The blissfully ignorant need no such schemes. They may really believe that fairies steal their children or that serpent women hide in caves in uncharted woods, and this fulfills their need for "other." Those of us who know better (most of us nowadays) may grow out of fairy tales, but we cannot grow out of the need for them. So we stick them into the olden days where maybe, just maybe, men really are knights who really are brave and chivalrous, and ladies really are pure and beautiful, and battles are glorious and royal fairies come traipsing into one's life every so often to ensure it has a Purpose. Can't disprove it, right? And we're desperate.
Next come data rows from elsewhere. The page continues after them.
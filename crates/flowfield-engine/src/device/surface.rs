use winit::dpi::PhysicalSize;

use super::SurfaceErrorAction;

/// Picks the swapchain format.
///
/// With `prefer_srgb` an sRGB 8-bit format wins; without it the first linear
/// format does. Falls back to the adapter's first format either way.
pub(crate) fn choose_surface_format(
    caps: &wgpu::SurfaceCapabilities,
    prefer_srgb: bool,
) -> Option<wgpu::TextureFormat> {
    let first = *caps.formats.first()?;

    let preferred = caps
        .formats
        .iter()
        .copied()
        .find(|f| f.is_srgb() == prefer_srgb && is_8bit_rgba(*f));

    Some(preferred.unwrap_or(first))
}

fn is_8bit_rgba(format: wgpu::TextureFormat) -> bool {
    matches!(
        format,
        wgpu::TextureFormat::Bgra8UnormSrgb
            | wgpu::TextureFormat::Rgba8UnormSrgb
            | wgpu::TextureFormat::Bgra8Unorm
            | wgpu::TextureFormat::Rgba8Unorm
    )
}

pub(crate) fn choose_alpha_mode(
    caps: &wgpu::SurfaceCapabilities,
    requested: Option<wgpu::CompositeAlphaMode>,
) -> wgpu::CompositeAlphaMode {
    requested
        .filter(|m| caps.alpha_modes.contains(m))
        .or_else(|| caps.alpha_modes.first().copied())
        .unwrap_or(wgpu::CompositeAlphaMode::Auto)
}

/// Reconfigures the swapchain for `new_size`.
///
/// Only the presentation surface follows the window; the particle state
/// textures are sized by particle count and stay untouched.
pub(crate) fn apply_resize(
    surface: &wgpu::Surface,
    device: &wgpu::Device,
    config: &mut wgpu::SurfaceConfiguration,
    size: &mut PhysicalSize<u32>,
    new_size: PhysicalSize<u32>,
) {
    *size = new_size;

    // wgpu rejects 0x0 surfaces (minimized windows); configuration is deferred.
    if new_size.width == 0 || new_size.height == 0 {
        return;
    }

    config.width = new_size.width;
    config.height = new_size.height;

    surface.configure(device, config);
}

pub(crate) fn map_surface_error(
    surface: &wgpu::Surface,
    device: &wgpu::Device,
    config: &wgpu::SurfaceConfiguration,
    size: PhysicalSize<u32>,
    err: wgpu::SurfaceError,
) -> SurfaceErrorAction {
    match err {
        wgpu::SurfaceError::Lost | wgpu::SurfaceError::Outdated => {
            if size.width > 0 && size.height > 0 {
                surface.configure(device, config);
            }
            SurfaceErrorAction::Reconfigured
        }
        wgpu::SurfaceError::OutOfMemory => SurfaceErrorAction::Fatal,
        wgpu::SurfaceError::Timeout => SurfaceErrorAction::SkipFrame,
        wgpu::SurfaceError::Other => SurfaceErrorAction::SkipFrame,
    }
}

#[cfg(test)]
mod tests {
    use super::*;
    use wgpu::TextureFormat as F;

    fn caps(formats: &[F]) -> wgpu::SurfaceCapabilities {
        wgpu::SurfaceCapabilities {
            formats: formats.to_vec(),
            ..Default::default()
        }
    }

    #[test]
    fn no_formats_yields_none() {
        assert_eq!(choose_surface_format(&caps(&[]), true), None);
    }

    #[test]
    fn srgb_preferred_when_requested() {
        let c = caps(&[F::Bgra8Unorm, F::Bgra8UnormSrgb]);
        assert_eq!(choose_surface_format(&c, true), Some(F::Bgra8UnormSrgb));
    }

    #[test]
    fn linear_preferred_when_srgb_not_requested() {
        let c = caps(&[F::Rgba8UnormSrgb, F::Rgba8Unorm]);
        assert_eq!(choose_surface_format(&c, false), Some(F::Rgba8Unorm));
    }

    #[test]
    fn falls_back_to_first_format() {
        let c = caps(&[F::Rgb10a2Unorm, F::Rgba16Float]);
        assert_eq!(choose_surface_format(&c, true), Some(F::Rgb10a2Unorm));
    }

    #[test]
    fn unsupported_alpha_mode_is_replaced() {
        let c = wgpu::SurfaceCapabilities {
            alpha_modes: vec![wgpu::CompositeAlphaMode::Opaque],
            ..Default::default()
        };
        assert_eq!(
            choose_alpha_mode(&c, Some(wgpu::CompositeAlphaMode::PreMultiplied)),
            wgpu::CompositeAlphaMode::Opaque
        );
    }
}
(This whole blog is a tangent, unfortunately. I hope that counts.)

1 comment:

Margaret said...

I agree with your theory about why epic all seem to happen in the past. Life today does not seem to condone things that epics needs to be epics. There needs to be adventures that are grand and in a land not fully discovered. If the land is well known then no hidden dangers can lurk behind the corners.
It is also like T.W. White writing about King Arthur. People want to read about fantastic people and places that do not happen in real life becuase they read to escape from their lives. Today is too real, where as the past is mysterious and because it was not meticulously recorded there is a little wiggle room for what might have happened. You can imagine epic journeys taking place in the past, but you cannot imagine anyone you know going on one. That is one reason epics seem to need to happen in the past; so that they are more believable and so the reader can escape to a time they do not have to be concerned with.